This tutorial guides you through the first step of a long-read sequencing analysis workflow — basecalling — using Oxford Nanopore data on the OSPool high-throughput computing ecosystem. You will learn how to:
- Basecall raw Nanopore sequenced reads using the latest Dorado basecaller
- Use the OSPool's GPU capacity to accelerate basecalling with Dorado
- Break down massive bioinformatics workflows into many independent smaller tasks
- Submit hundreds to thousands of jobs with a few simple commands
- Use the Open Science Data Federation (OSDF) to manage file transfers during job submission
The steps of this tutorial run across hundreds (or thousands) of jobs using the HTCondor workload manager and Apptainer containers to execute your software reliably and reproducibly at scale. The tutorial uses realistic genomics data and emphasizes performance, reproducibility, and portability. You will work with real data and see how high-throughput computing (HTC) can accelerate your workflows.
Note
If you are new to running jobs on the OSPool, complete the HTCondor "Hello World" tutorial and our "Submit Jobs to the OSPool" guide before starting this tutorial.
Let’s get started!
- tutorial-ONT-Basecalling
- Long-Read Genomics on the OSPool
This tutorial assumes that you:
- Have basic command-line experience (e.g., navigating directories, using bash, editing text files)
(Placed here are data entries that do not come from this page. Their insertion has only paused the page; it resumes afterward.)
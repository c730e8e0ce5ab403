//! Classify command implementation.

use crate::cli::ClassifyArgs;
use crate::error::{CliError, Result};
use crate::output::Formatter;
use astrolit_classifier::{summarize_batch, BatchEntry, CitationClassifier, ClassificationRequest};
use astrolit_domain::{CitationStore, CompletionProvider, Paper};
use astrolit_store::SqliteStore;
use serde::Deserialize;
use serde_json::Value;
use std::fmt::Display;
use std::fs;
use std::path::Path;
use tracing::{info, warn};

/// Citation network file: one cited paper and the papers citing it.
#[derive(Debug, Deserialize)]
pub struct NetworkFile {
    /// The cited paper
    pub target_paper: NetworkPaper,

    /// Papers citing it
    #[serde(default)]
    pub citing_papers: Vec<NetworkPaper>,
}

/// A paper record in a network file.
///
/// Title and year are accepted in the shapes search services return them:
/// a title may be a one-element list and a year may be a string.
#[derive(Debug, Deserialize)]
pub struct NetworkPaper {
    /// Bibcode
    pub bibcode: String,

    /// Title
    #[serde(default)]
    pub title: Option<Value>,

    /// Abstract
    #[serde(default, rename = "abstract")]
    pub abstract_text: Option<String>,

    /// Publication year
    #[serde(default)]
    pub year: Option<Value>,

    /// Journal or venue
    #[serde(default, alias = "pub")]
    pub publication: Option<String>,

    /// Citation count
    #[serde(default)]
    pub citation_count: Option<u32>,
}

impl NetworkPaper {
    /// Convert to a domain paper.
    pub fn to_paper(&self) -> Result<Paper> {
        let mut paper = Paper::new(&self.bibcode)?;
        if let Some(title) = self.title.as_ref().and_then(text_value) {
            paper = paper.with_title(title);
        }
        if let Some(text) = self.abstract_text.as_deref().filter(|t| !t.trim().is_empty()) {
            paper = paper.with_abstract(text);
        }
        if let Some(year) = self.year.as_ref().and_then(year_value) {
            paper = paper.with_year(year);
        }
        if let Some(publication) = &self.publication {
            paper = paper.with_publication(publication.clone());
        }
        if let Some(count) = self.citation_count {
            paper = paper.with_citation_count(count);
        }
        Ok(paper)
    }
}

fn text_value(value: &Value) -> Option<String> {
    match value {
        Value::String(s) => Some(s.clone()),
        Value::Array(items) => items.iter().find_map(|v| v.as_str().map(str::to_string)),
        _ => None,
    }
}

fn year_value(value: &Value) -> Option<i32> {
    match value {
        Value::Number(n) => n.as_i64().and_then(|y| i32::try_from(y).ok()),
        Value::String(s) => s.trim().get(..4).and_then(|y| y.parse().ok()),
        _ => None,
    }
}

/// Load a network file into the cited paper and its citing papers.
pub fn load_network(path: &Path) -> Result<(Paper, Vec<Paper>)> {
    let contents = fs::read_to_string(path)?;
    let network: NetworkFile = serde_json::from_str(&contents).map_err(|e| {
        CliError::InvalidInput(format!(
            "{}: expected an object with target_paper and citing_papers ({})",
            path.display(),
            e
        ))
    })?;

    let cited = network.target_paper.to_paper()?;
    let citing = network
        .citing_papers
        .iter()
        .map(NetworkPaper::to_paper)
        .collect::<Result<Vec<_>>>()?;
    Ok((cited, citing))
}

/// Execute the classify command.
pub fn execute_classify<P>(
    args: ClassifyArgs,
    classifier: &CitationClassifier<P>,
    store: Option<&mut SqliteStore>,
    formatter: &Formatter,
) -> Result<()>
where
    P: CompletionProvider,
    P::Error: Display,
{
    if let Some(citing_abstract) = args.citing_abstract {
        let request = ClassificationRequest {
            citing_abstract: Some(citing_abstract),
            cited_abstract: args.cited_abstract,
            cited_title: args.cited_title,
        };
        let classification = classifier.classify(&request)?;
        println!("{}", formatter.format_classification(&classification)?);
        return Ok(());
    }

    let input = args.input.ok_or_else(|| {
        CliError::InvalidInput("Either --input or --citing-abstract is required".to_string())
    })?;

    let (cited, citing) = load_network(&input)?;
    info!(cited = %cited.bibcode, citing = citing.len(), "Loaded citation network");

    let entries = classifier.classify_corpus(&cited, &citing);
    let summary = summarize_batch(&entries);

    if let Some(store) = store {
        let saved = persist(store, &cited, &citing, &entries)?;
        eprintln!("{}", formatter.success(&format!("Stored {} classification(s)", saved)));
    }

    println!("{}", formatter.format_batch(&cited, &entries, &summary)?);
    Ok(())
}

/// Store the network's papers and every successful classification.
///
/// Skipped pairs (no citing abstract) are not stored as citations.
pub fn persist(
    store: &mut SqliteStore,
    cited: &Paper,
    citing: &[Paper],
    entries: &[BatchEntry],
) -> Result<usize> {
    store.upsert_paper(cited)?;
    for paper in citing {
        store.upsert_paper(paper)?;
    }

    let mut saved = 0;
    for entry in entries {
        let skipped = entry
            .result
            .as_ref()
            .is_ok_and(|c| c.method == astrolit_classifier::ClassificationMethod::Skipped);
        if skipped {
            continue;
        }
        match entry.to_citation() {
            Some(Ok(citation)) => {
                store.upsert_citation(&citation)?;
                saved += 1;
            }
            Some(Err(e)) => warn!(citing = %entry.citing_bibcode, "Not stored: {}", e),
            None => {}
        }
    }
    Ok(saved)
}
- Have a working OSPool account and can log into an Access Point (e.g., ap40.uw.osg-htc.org)
- Are familiar with HTCondor job submission, including writing simple
.subfiles and tracking job status withcondor_q - Understand the general workflow of long-read sequencing analysis
- Have sufficient disk quota and file permissions in your OSPool home and OSDF directories
Tip
You do not need to be a genomics expert to follow this tutorial. The commands and scripts are beginner-friendly and self-contained while reflecting real-world research workflows.
Log into your OSPool account:
```bash
ssh user.name@ap##.uw.osg-htc.org
```
To obtain a copy of the tutorial files, you can:
-
Clone the repository:
git clone https://github.com/dmora127/tutorial-ONT-Basecalling.git cd tutorial-ONT-Basecalling/ bash tutorial-setup.sh <username>
This script creates the directory structure in your home directory
/home/<user.name>/tutorial-ONT-Basecalling/and OSPool directory/ospool/ap40/<user.name>/tutorial-ONT-Basecalling/, along with several subdirectories used in this tutorial. -
Or download the toy dataset using Pelican CURRENT UNAVAILBLE - WORK IN PROGRESS:
pelican object get pelican://osg-htc.org/ospool/uw-shared/OSG-Staff/osg-training/tutorial-ospool-genomics/data/path/to/pod5/files ./
In Oxford Nanopore Technologies (ONT) sequencing, the instrument does not directly read DNA or RNA bases. Instead, it measures subtle changes in ionic current as a single-stranded molecule passes through a nanopore embedded in a membrane. These electrical current traces—often called raw signals or squiggles—reflect the sequence of the nucleotides inside the pore.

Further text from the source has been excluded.